What you will do
The entries that follow are to be duplicated in full, character for character.

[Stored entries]

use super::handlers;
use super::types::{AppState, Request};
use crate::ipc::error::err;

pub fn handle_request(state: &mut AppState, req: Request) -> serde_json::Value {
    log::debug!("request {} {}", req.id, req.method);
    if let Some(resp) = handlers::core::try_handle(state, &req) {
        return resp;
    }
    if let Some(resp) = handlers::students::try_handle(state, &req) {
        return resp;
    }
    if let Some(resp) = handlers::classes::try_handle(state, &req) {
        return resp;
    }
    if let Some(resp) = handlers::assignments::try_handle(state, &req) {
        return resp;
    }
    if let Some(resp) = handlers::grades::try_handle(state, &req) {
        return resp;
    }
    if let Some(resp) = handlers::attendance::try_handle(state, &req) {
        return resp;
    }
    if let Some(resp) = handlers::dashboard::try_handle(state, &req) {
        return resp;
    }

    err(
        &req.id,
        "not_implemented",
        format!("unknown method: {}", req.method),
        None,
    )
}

Output of the task
use super::handlers;
use super::types::{AppState, Request};
use crate::ipc::error::err;

pub fn handle_request(state: &mut AppState, req: Request) -> serde_json::Value {
    log::debug!("request {} {}", req.id, req.method);
    if let Some(resp) = handlers::core::try_handle(state, &req) {
        return resp;
    }
    if let Some(resp) = handlers::students::try_handle(state, &req) {
        return resp;
    }
    if let Some(resp) = handlers::classes::try_handle(state, &req) {
        return resp;
    }
    if let Some(resp) = handlers::assignments::try_handle(state, &req) {
        return resp;
    }
    if let Some(resp) = handlers::grades::try_handle(state, &req) {
        return resp;
    }
    if let Some(resp) = handlers::attendance::try_handle(state, &req) {
        return resp;
    }
    if let Some(resp) = handlers::dashboard::try_handle(state, &req) {
        return resp;
    }

    err(
        &req.id,
        "not_implemented",
        format!("unknown method: {}", req.method),
        None,
    )
}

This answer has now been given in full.